El jurado encargado del caso contra Lindsay Clancy informó este martes que no ha logrado alcanzar una decisión unánime sobre si la madre es penalmente responsable de la muerte de sus tres hijos pequeños, aunque el magistrado a cargo ordenó que continúen con las deliberaciones.

El panel judicial se encuentra en su cuarto día de deliberaciones dentro de un proceso legal sumamente vigilado que ha girado en torno a la salud mental materna tras el parto, generando profundas divisiones en la opinión pública.
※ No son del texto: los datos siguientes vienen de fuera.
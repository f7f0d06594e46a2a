//! Choosing a config type and writing the result to disk.

use std::fs;
use std::path::{Path, PathBuf};

use s5_config_types::{ConfigDocument, ConfigError, Prompter};
use tracing::info;

use crate::wizard::{NodeConfig, Role};

/// Asked before any other question.
pub const CONFIG_TYPE_QUESTION: &str = "Select config type to create";

/// File written when no name is given.
pub const DEFAULT_FILE_NAME: &str = "config.toml";

/// How a [`create_config`] run ended.
#[derive(Debug, Clone, PartialEq, Eq)]
pub enum CreateOutcome {
    /// The wizard ran and its config was written to `path`.
    Successful { role: Role, path: PathBuf },

    /// The operator escaped the config-type chooser; nothing was written.
    Canceled,
}

impl CreateOutcome {
    pub fn as_str(&self) -> &'static str {
        match self {
            Self::Successful { .. } => "successful",
            Self::Canceled => "canceled",
        }
    }

    pub fn is_canceled(&self) -> bool {
        matches!(self, Self::Canceled)
    }
}

/// Offer the server/client choice. `None` means the operator canceled.
pub fn choose_role<P: Prompter>(prompter: &mut P) -> Result<Option<Role>, ConfigError> {
    let labels: Vec<_> = Role::ALL.iter().map(Role::label).collect();
    let Some(idx) = prompter
        .select(CONFIG_TYPE_QUESTION, &labels)
        .map_err(Into::<ConfigError>::into)?
    else {
        return Ok(None);
    };

    Role::ALL.get(idx).copied().map(Some).ok_or_else(|| {
        ConfigError::prompt(anyhow::anyhow!(
            "selection {idx} is out of range for {} config types",
            Role::ALL.len()
        ))
    })
}

/// Ask for a config type, run its wizard and write the file.
///
/// An existing file at `path` is overwritten without asking.
pub fn create_config<P: Prompter>(
    prompter: &mut P,
    path: impl AsRef<Path>,
) -> Result<CreateOutcome, ConfigError> {
    let path = path.as_ref();

    let Some(role) = choose_role(prompter)? else {
        info!("configuration canceled");
        return Ok(CreateOutcome::Canceled);
    };

    let config = NodeConfig::collect(role, prompter)?;
    write_config(path, &config.to_document())?;
    info!(%role, path = %path.display(), "configuration saved");

    Ok(CreateOutcome::Successful {
        role,
        path: path.to_path_buf(),
    })
}

/// Render `document` and write it to `path`.
pub fn write_config(path: &Path, document: &ConfigDocument) -> Result<(), ConfigError> {
    fs::write(path, document.render()).map_err(|source| ConfigError::Io {
        path: path.to_path_buf(),
        source,
    })
}
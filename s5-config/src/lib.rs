//! # s5-config
//!
//! Interactive `config.toml` generator for S5 nodes. Prompter-agnostic.
//!
//! The wizards ask a fixed sequence of questions through a [`Prompter`] and
//! assemble a [`ConfigDocument`] for either a server or a client node.
//! Server nodes additionally choose a storage backend and may enable the
//! accounts subsystem.
//!
//! ## Usage
//!
//! ```rust,ignore
//! use s5_config::create_config;
//! use s5_config_dialoguer::DialoguerPrompter;
//!
//! let mut prompter = DialoguerPrompter::new();
//! let outcome = create_config(&mut prompter, "config.toml")?;
//! println!("Config creating {}", outcome.as_str());
//! ```
//!
//! ## Answers
//!
//! Every answer is free text. Empty input takes the default; anything else
//! is trimmed and written unchanged, numbers bare and everything else quoted.
//! Yes/no answers such as `exposeStore` stay strings and are written quoted.
//! Accounts are only enabled by the exact answer `true`.
//!
//! ## Prompters
//!
//! - `s5-config-dialoguer` - terminal prompts via dialoguer
//! - [`ScriptedPrompter`] - canned answers, for tests

// Re-export all types from s5-config-types
pub use s5_config_types::*;

pub mod accounts;
pub mod collector;
pub mod node;
pub mod seed;
pub mod store;

mod create;
pub use create::{
    CONFIG_TYPE_QUESTION, CreateOutcome, DEFAULT_FILE_NAME, choose_role, create_config,
    write_config,
};

mod wizard;
pub use wizard::{ClientConfig, DOCUMENTATION_URL, NodeConfig, Role, ServerConfig, compose};

// Scripted prompter for running wizards without user interaction
mod scripted;
pub use scripted::{ScriptError, ScriptedPrompter};

pub use accounts::{AccountsSettings, select_accounts};
pub use collector::{collect, collect_list, split_list};
pub use node::{NodeDefaults, NodeSettings};
pub use seed::{SEED_LENGTH, generate_seed};
pub use store::{StoreBackend, StoreKind, StoreSettings, select_store};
Esta ocasión marcó la primera vez que el grupo de ciudadanos notificó encontrarse en un punto muerto ante el tribunal. Durante la audiencia, Clancy mantuvo la mirada al frente al ingresar a la sala y observó a los jurados mientras el juez les dirigía unas palabras para pedirles que reanudaran sus esfuerzos de análisis.

La procesada, de 36 años y exenfermera de parto, no niega haber estrangulado a los menores, pero sostiene que actuó bajo un cuadro de psicosis postnatal, mientras que la fiscalía argumenta que tenía plena conciencia de sus actos, motivo por el cual se ha declarado no culpable por razones de falta de responsabilidad criminal.